Advantages of Shared Vocabularies

And then my friend was told to use a shared (common, public, standard) vocabulary.

XML grew out of SGML. SGML grew out of an effort to make a universal tag set for typesetting. (Yes, that is an oversimplification, but it is based on truth.) We couldn’t make a universal tag set because we figured out that this would be making a list of everything that ever mattered to anyone; a task that could not be finished. So instead a syntax for grow-your-own-markup-vocabulary was designed. Shortly after that, people started getting together in groups to make markup vocabularies for specific communities or uses. Some of those have been widely adopted (as recommendations and specifications, and even standards) and are at the center of communities of users. Some of the big winners in this game: DITA, HTML, NIEM, JATS, TEI, UBL, HL7, DocBook, NISO STS, BITS,…

There are also thousands of other vocabularies that are not as widely known, discussed, or adopted. Are they failures? Some are. I have written a few vocabularies that were intended to be widely adopted that have no users and never did. Those are failures. But there are others that are at the heart of a dozen or so businesses or activities. Are they failures? Absolutely not. They are enabling their users to create, validate, interchange, and use their content. We don’t need mega-success to have success. You can roll your own successfully. So what do shared vocabularies buy us?

The enthusiasm for some shared markup vocabularies is both charming and (sometimes) absurd. Useful and destructive. The impulse of people with similar concerns and needs to get together to create shared markup vocabularies and shared infrastructure to create, manage, and use documents tagged according to this shared vocabulary is admirable, and is the reason there are so many useful markup applications in use. If every user needed to define their own tag set, document it so it was used consistently among various document creators and over time, and write all of the tools needed to create, validate, edit, display, search, and archive their documents, few would make the investment and fewer would stick with it after the first or second bump in the road. Further, it would be virtually impossible to interchange marked-up documents; each organization that wanted to receive documents would need to develop a custom transformation for each document type they wanted to ingest into their system.

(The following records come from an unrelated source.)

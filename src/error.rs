use thiserror::Error;

#[derive(Error, Debug)]
pub enum SyncError {
    #[error("Missing required configuration: {}", .0.join(", "))]
    MissingConfig(Vec<&'static str>),

    #[error("Invalid configuration: {0}")]
    Config(String),

    #[error("Unrecognized phase: {0}")]
    UnrecognizedPhase(String),

    #[error("Invalid date '{value}' in field {field}")]
    InvalidDate { field: String, value: String },

    #[error("{service} API error (status {status}): {message}")]
    Api {
        service: &'static str,
        status: u16,
        message: String,
    },

    #[error("Authentication failed: {0}")]
    Auth(String),

    #[error("Network error: {0}")]
    Network(#[from] reqwest::Error),

    #[error("JSON serialization error: {0}")]
    Json(#[from] serde_json::Error),

    #[error("CSV error: {0}")]
    Csv(#[from] csv::Error),

    #[error("Service account signing error: {0}")]
    Jwt(#[from] jsonwebtoken::errors::Error),

    #[error("IO error: {0}")]
    Io(#[from] std::io::Error),
}

pub type Result<T> = std::result::Result<T, SyncError>;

While a world in which each user defined their own optimal tags would be within the definitions of the XML specification, and some people reading the specification might assume that is what was intended, that world would be very inefficient, tag-set heavy, and isolated. Fortunately for all of us, except perhaps those who revel in vocabulary creation and coding transformations – that is not the world we live in.

Markup vocabularies also have traction in communities, partly because using a known vocabulary means that knowledgeable help with be available. If you are a scholar doing literary analysis you probably want to spend your time and energy on the analysis and recording of your documents, not on your infrastructure. You would be well advised to use TEI markup (Text Encoding Initiative academic tag set) partly because it was designed to do what you are doing, but maybe especially because tools, discussion lists, tutorials, and friendly advice are easily available if you do. And because your colleagues, who will review your funding proposals, journal articles, and your promotion and tenure applications, expect you to.